Horn of Plenty

By Valma Clark
$2.50DUELL, SLOAN & PEARCE
SHADRACH RATHBONE was a patriarchal bearded giant who ran his upstate New York farm and his children with a bullheadedness and noisiness that Miss Clark likes to call “jovelike"; two of his daughters were “little intense brunettes, a third had black, pixy’s eyes" and moved with “savage grace"; one son had a sensuously beautiful head, another had a look of brutality. As a clan, the Rathbones are described in pretty intense terms; the kind of people that almost never just talk to each other, they thunder, they snap, they roar, they exult, they cry; temperamentally individual and unchecked, they approach life with violent selfishness. Horn of Plenty is the story of how this fiery lot is manipulated by a mild, blonde servant girl named Effie, whose woman’s instincts and ability to cook good solid food seem invariably to solve all the family problems.
The reader sees the Rathbones through the eyes of Effie, who is strong on feeling but neither very analytical nor very sharp in her observation of detail. Her own somewhat unmotivated fascination with the Rathbones does not always get across. And though one is told often enough that there’s a grandeur in the wildness of these people, their public brawling and dish-throwing and romping in the snow are something less than Olympian.
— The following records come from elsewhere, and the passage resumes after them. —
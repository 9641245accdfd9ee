// src/storage/database.rs

use chrono::{DateTime, Utc};
use sqlx::sqlite::SqlitePoolOptions;
use sqlx::{Pool, Sqlite};
use std::path::Path;
use tokio::fs;

use crate::config::DatabaseConfig;
use crate::error::{AppError, AppResult};
use crate::models::*;

/// 持久层：四张逻辑表的唯一真相来源。
///
/// 所有写入都是按稳定主键的单行 upsert/update，协议的正确性只依赖
/// 存储对单条语句的原子性，不需要多行事务（服务实例无状态，可水平扩展）。
#[derive(Clone)]
pub struct Database {
    pool: Pool<Sqlite>,
}

impl Database {
    pub async fn new(config: &DatabaseConfig) -> AppResult<Self> {
        // 确保数据库目录存在
        if let Some(parent) = Path::new(&config.path).parent() {
            if !parent.as_os_str().is_empty() {
                fs::create_dir_all(parent).await.map_err(|e| {
                    AppError::InternalError(format!("Failed to create database directory: {}", e))
                })?;
            }
        }

        // 创建连接池
        let pool = SqlitePoolOptions::new()
            .max_connections(config.max_connections)
            .connect(&format!("sqlite:{}?mode=rwc", config.path))
            .await
            .map_err(AppError::DatabaseError)?;

        // 启用 WAL 模式和外键约束
        sqlx::query("PRAGMA journal_mode=WAL")
            .execute(&pool)
            .await?;
        sqlx::query("PRAGMA foreign_keys=ON")
            .execute(&pool)
            .await?;

        Ok(Self { pool })
    }

    pub async fn run_migrations(&self) -> AppResult<()> {
        self.create_tables().await?;
        Ok(())
    }

    async fn create_tables(&self) -> AppResult<()> {
        // Devices 表，(device_id, user_id) 联合主键
        sqlx::query(
            r#"
            CREATE TABLE IF NOT EXISTS devices (
                device_id TEXT NOT NULL,
                user_id TEXT NOT NULL,
                device_type TEXT NOT NULL DEFAULT 'unknown',
                device_name TEXT,
                browser_info TEXT,
                connection_id TEXT,
                current_context TEXT,
                is_active INTEGER NOT NULL DEFAULT 1,
                last_heartbeat TEXT NOT NULL,
                created_at TEXT NOT NULL,
                PRIMARY KEY (device_id, user_id)
            )
            "#,
        )
        .execute(&self.pool)
        .await?;

        // Context Snapshots 表（只追加）
        sqlx::query(
            r#"
            CREATE TABLE IF NOT EXISTS context_snapshots (
                id INTEGER PRIMARY KEY AUTOINCREMENT,
                user_id TEXT NOT NULL,
                device_id TEXT NOT NULL,
                snapshot_type TEXT NOT NULL,
                context_data TEXT NOT NULL,
                metadata TEXT,
                created_at TEXT NOT NULL
            )
            "#,
        )
        .execute(&self.pool)
        .await?;

        // Sync Queue 表
        sqlx::query(
            r#"
            CREATE TABLE IF NOT EXISTS sync_queue (
                id INTEGER PRIMARY KEY AUTOINCREMENT,
                user_id TEXT NOT NULL,
                from_device_id TEXT NOT NULL,
                to_device_id TEXT,
                payload TEXT NOT NULL,
                status TEXT NOT NULL DEFAULT 'pending',
                created_at TEXT NOT NULL,
                completed_at TEXT
            )
            "#,
        )
        .execute(&self.pool)
        .await?;

        // Device Notifications 表（时间戳为毫秒整数，见 models/notification.rs）
        sqlx::query(
            r#"
            CREATE TABLE IF NOT EXISTS device_notifications (
                id INTEGER PRIMARY KEY AUTOINCREMENT,
                user_id TEXT NOT NULL,
                source_device TEXT NOT NULL,
                event_type TEXT NOT NULL,
                event_data TEXT,
                created_at INTEGER NOT NULL,
                delivered INTEGER NOT NULL DEFAULT 0,
                delivered_at INTEGER,
                acknowledged INTEGER NOT NULL DEFAULT 0,
                acknowledged_at INTEGER
            )
            "#,
        )
        .execute(&self.pool)
        .await?;

        // 创建索引
        sqlx::query("CREATE INDEX IF NOT EXISTS idx_devices_user ON devices(user_id)")
            .execute(&self.pool)
            .await?;
        sqlx::query("CREATE INDEX IF NOT EXISTS idx_snapshots_user ON context_snapshots(user_id, id)")
            .execute(&self.pool)
            .await?;
        sqlx::query("CREATE INDEX IF NOT EXISTS idx_sync_queue_user_status ON sync_queue(user_id, status)")
            .execute(&self.pool)
            .await?;
        sqlx::query("CREATE INDEX IF NOT EXISTS idx_notifications_window ON device_notifications(user_id, delivered, created_at)")
            .execute(&self.pool)
            .await?;

        Ok(())
    }

    // ==================== 设备相关 ====================

    /// 注册设备（幂等 upsert）
    ///
    /// 冲突时只刷新元信息，不触碰 last_heartbeat，重复注册不会把心跳时间拉回。
    #[allow(clippy::too_many_arguments)]
    pub async fn register_device(
        &self,
        user_id: &str,
        device_id: &str,
        device_type: Option<String>,
        device_name: Option<&str>,
        browser_info: Option<&str>,
        connection_id: Option<&str>,
        now: DateTime<Utc>,
    ) -> AppResult<()> {
        sqlx::query(
            r#"
            INSERT INTO devices (device_id, user_id, device_type, device_name, browser_info, connection_id, is_active, last_heartbeat, created_at)
            VALUES (?1, ?2, COALESCE(?3, 'unknown'), ?4, ?5, ?6, 1, ?7, ?7)
            ON CONFLICT (device_id, user_id) DO UPDATE SET
                device_type = COALESCE(?3, devices.device_type),
                device_name = COALESCE(?4, devices.device_name),
                browser_info = COALESCE(?5, devices.browser_info),
                connection_id = COALESCE(?6, devices.connection_id),
                is_active = 1
            "#,
        )
        .bind(device_id)
        .bind(user_id)
        .bind(device_type)
        .bind(device_name)
        .bind(browser_info)
        .bind(connection_id)
        .bind(now.to_rfc3339())
        .execute(&self.pool)
        .await?;
        Ok(())
    }

    /// 心跳：刷新 last_heartbeat，顺带存储设备当前上下文。
    /// 首次心跳自动建档；同设备并发心跳后写胜出（上下文仅作参考）。
    pub async fn touch_heartbeat(
        &self,
        user_id: &str,
        device_id: &str,
        context_json: Option<String>,
        now: DateTime<Utc>,
    ) -> AppResult<()> {
        sqlx::query(
            r#"
            INSERT INTO devices (device_id, user_id, device_type, current_context, is_active, last_heartbeat, created_at)
            VALUES (?1, ?2, 'unknown', ?3, 1, ?4, ?4)
            ON CONFLICT (device_id, user_id) DO UPDATE SET
                last_heartbeat = excluded.last_heartbeat,
                is_active = 1,
                current_context = COALESCE(?3, devices.current_context)
            "#,
        )
        .bind(device_id)
        .bind(user_id)
        .bind(context_json)
        .bind(now.to_rfc3339())
        .execute(&self.pool)
        .await?;
        Ok(())
    }

    pub async fn get_devices(&self, user_id: &str) -> AppResult<Vec<Device>> {
        let rows = sqlx::query_as::<_, DeviceRow>(
            "SELECT * FROM devices WHERE user_id = ? ORDER BY last_heartbeat DESC",
        )
        .bind(user_id)
        .fetch_all(&self.pool)
        .await?;

        Ok(rows.into_iter().map(Device::from).collect())
    }

    // ==================== 上下文快照相关 ====================

    pub async fn save_snapshot(
        &self,
        user_id: &str,
        device_id: &str,
        snapshot_type: SnapshotType,
        context_json: &str,
        metadata_json: Option<String>,
        now: DateTime<Utc>,
    ) -> AppResult<i64> {
        let result = sqlx::query(
            r#"
            INSERT INTO context_snapshots (user_id, device_id, snapshot_type, context_data, metadata, created_at)
            VALUES (?, ?, ?, ?, ?, ?)
            "#,
        )
        .bind(user_id)
        .bind(device_id)
        .bind(snapshot_type.to_string())
        .bind(context_json)
        .bind(metadata_json)
        .bind(now.to_rfc3339())
        .execute(&self.pool)
        .await?;

        Ok(result.last_insert_rowid())
    }

    /// 最新快照按追加顺序取最后一条；表只追加，id 顺序即 created_at 顺序
    pub async fn get_latest_snapshot(
        &self,
        user_id: &str,
        exclude_device_id: Option<&str>,
    ) -> AppResult<Option<ContextSnapshot>> {
        let row = sqlx::query_as::<_, ContextSnapshotRow>(
            r#"
            SELECT * FROM context_snapshots
            WHERE user_id = ?1 AND (?2 IS NULL OR device_id != ?2)
            ORDER BY id DESC LIMIT 1
            "#,
        )
        .bind(user_id)
        .bind(exclude_device_id)
        .fetch_optional(&self.pool)
        .await?;

        Ok(row.map(ContextSnapshot::from))
    }

    // ==================== 同步队列相关 ====================

    pub async fn queue_sync(
        &self,
        user_id: &str,
        from_device_id: &str,
        to_device_id: Option<&str>,
        payload_json: &str,
        now: DateTime<Utc>,
    ) -> AppResult<i64> {
        let result = sqlx::query(
            r#"
            INSERT INTO sync_queue (user_id, from_device_id, to_device_id, payload, status, created_at)
            VALUES (?, ?, ?, ?, 'pending', ?)
            "#,
        )
        .bind(user_id)
        .bind(from_device_id)
        .bind(to_device_id)
        .bind(payload_json)
        .bind(now.to_rfc3339())
        .execute(&self.pool)
        .await?;

        Ok(result.last_insert_rowid())
    }

    /// 待处理条目：点对点指向本设备的，或广播（to_device_id 为 NULL）的，
    /// 永不包含本设备自己发出的；最旧在前，追赶设备按因果顺序重放。
    pub async fn get_pending_syncs(
        &self,
        user_id: &str,
        device_id: &str,
    ) -> AppResult<Vec<SyncQueueEntry>> {
        let rows = sqlx::query_as::<_, SyncQueueEntryRow>(
            r#"
            SELECT * FROM sync_queue
            WHERE user_id = ?1 AND status = 'pending'
              AND from_device_id != ?2
              AND (to_device_id IS NULL OR to_device_id = ?2)
            ORDER BY id ASC
            "#,
        )
        .bind(user_id)
        .bind(device_id)
        .fetch_all(&self.pool)
        .await?;

        Ok(rows.into_iter().map(SyncQueueEntry::from).collect())
    }

    /// 标记完成。幂等：重复完成保留首次的 completed_at 并仍返回 true；
    /// 未知 id 返回 false。
    pub async fn complete_sync(&self, sync_id: i64, now: DateTime<Utc>) -> AppResult<bool> {
        let result = sqlx::query(
            r#"
            UPDATE sync_queue
            SET status = 'completed', completed_at = COALESCE(completed_at, ?1)
            WHERE id = ?2
            "#,
        )
        .bind(now.to_rfc3339())
        .bind(sync_id)
        .execute(&self.pool)
        .await?;

        Ok(result.rows_affected() > 0)
    }

    // ==================== 通知相关 ====================

    pub async fn record_notification(
        &self,
        user_id: &str,
        source_device: &str,
        event_type: &str,
        event_data_json: Option<String>,
        created_ms: i64,
    ) -> AppResult<i64> {
        let result = sqlx::query(
            r#"
            INSERT INTO device_notifications (user_id, source_device, event_type, event_data, created_at, delivered, acknowledged)
            VALUES (?, ?, ?, ?, ?, 0, 0)
            "#,
        )
        .bind(user_id)
        .bind(source_device)
        .bind(event_type)
        .bind(event_data_json)
        .bind(created_ms)
        .execute(&self.pool)
        .await?;

        Ok(result.last_insert_rowid())
    }

    /// 轮询窗口内的未投递通知，不含本设备自己产生的
    pub async fn fetch_undelivered(
        &self,
        user_id: &str,
        requesting_device: &str,
        since_ms: i64,
        limit: i64,
    ) -> AppResult<Vec<DeviceNotification>> {
        let rows = sqlx::query_as::<_, DeviceNotificationRow>(
            r#"
            SELECT * FROM device_notifications
            WHERE user_id = ? AND source_device != ? AND delivered = 0 AND created_at >= ?
            ORDER BY created_at ASC, id ASC
            LIMIT ?
            "#,
        )
        .bind(user_id)
        .bind(requesting_device)
        .bind(since_ms)
        .bind(limit)
        .fetch_all(&self.pool)
        .await?;

        Ok(rows.into_iter().map(DeviceNotification::from).collect())
    }

    /// 投递即标记：被轮询带走的行立即翻转 delivered，此后不再重发。
    /// 重复标记为空操作，保留首次投递时间。
    pub async fn mark_delivered(&self, ids: &[i64], now_ms: i64) -> AppResult<()> {
        for id in ids {
            sqlx::query(
                r#"
                UPDATE device_notifications
                SET delivered = 1, delivered_at = COALESCE(delivered_at, ?1)
                WHERE id = ?2
                "#,
            )
            .bind(now_ms)
            .bind(*id)
            .execute(&self.pool)
            .await?;
        }
        Ok(())
    }

    /// 客户端确认，纯观测记录，不影响投递；返回命中的通知条数
    pub async fn acknowledge_notifications(&self, ids: &[i64], now_ms: i64) -> AppResult<u64> {
        let mut count = 0u64;
        for id in ids {
            let result = sqlx::query(
                r#"
                UPDATE device_notifications
                SET acknowledged = 1, acknowledged_at = COALESCE(acknowledged_at, ?1)
                WHERE id = ?2
                "#,
            )
            .bind(now_ms)
            .bind(*id)
            .execute(&self.pool)
            .await?;
            count += result.rows_affected();
        }
        Ok(count)
    }

    #[cfg(test)]
    pub async fn get_notification(&self, id: i64) -> AppResult<Option<DeviceNotification>> {
        let row = sqlx::query_as::<_, DeviceNotificationRow>(
            "SELECT * FROM device_notifications WHERE id = ?",
        )
        .bind(id)
        .fetch_optional(&self.pool)
        .await?;

        Ok(row.map(DeviceNotification::from))
    }
}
Through Effie, too, we get the regional background, the flash-backs into Rathbone history, the layout of house and land. But we get this information in snatches, never as a pattern of reference. When a clump of trees is necessary, a clump of trees appears where we had not known a clump of trees to exist before; when an incident needs explaining, a whole set of previously unmentioned facts comes suddenly to mind; when a parlor is required for the entertainment of a guest, an extra room seems to grow onto the house. This is all rather arbitrary.
Miss Clark is at her best in presenting earthy little scenes that are warm and human — Effie relaxing to discuss food and babies with a Rathbone wife, Effie preparing for Christmas and looking at a Christmas moon with her favorite Rathbone son. And now and then she comes out with a bit of human behavior that is real and pleasant — the old man Rathbone sneaking out at night to carry on with his shrewish ex-wife. The accumulation of these scenes creates in the reader an interest in the Rathbones, different, to be sure, from that of Effie and Miss Clark, but sufficient to make the final breakup of the household genuinely moving.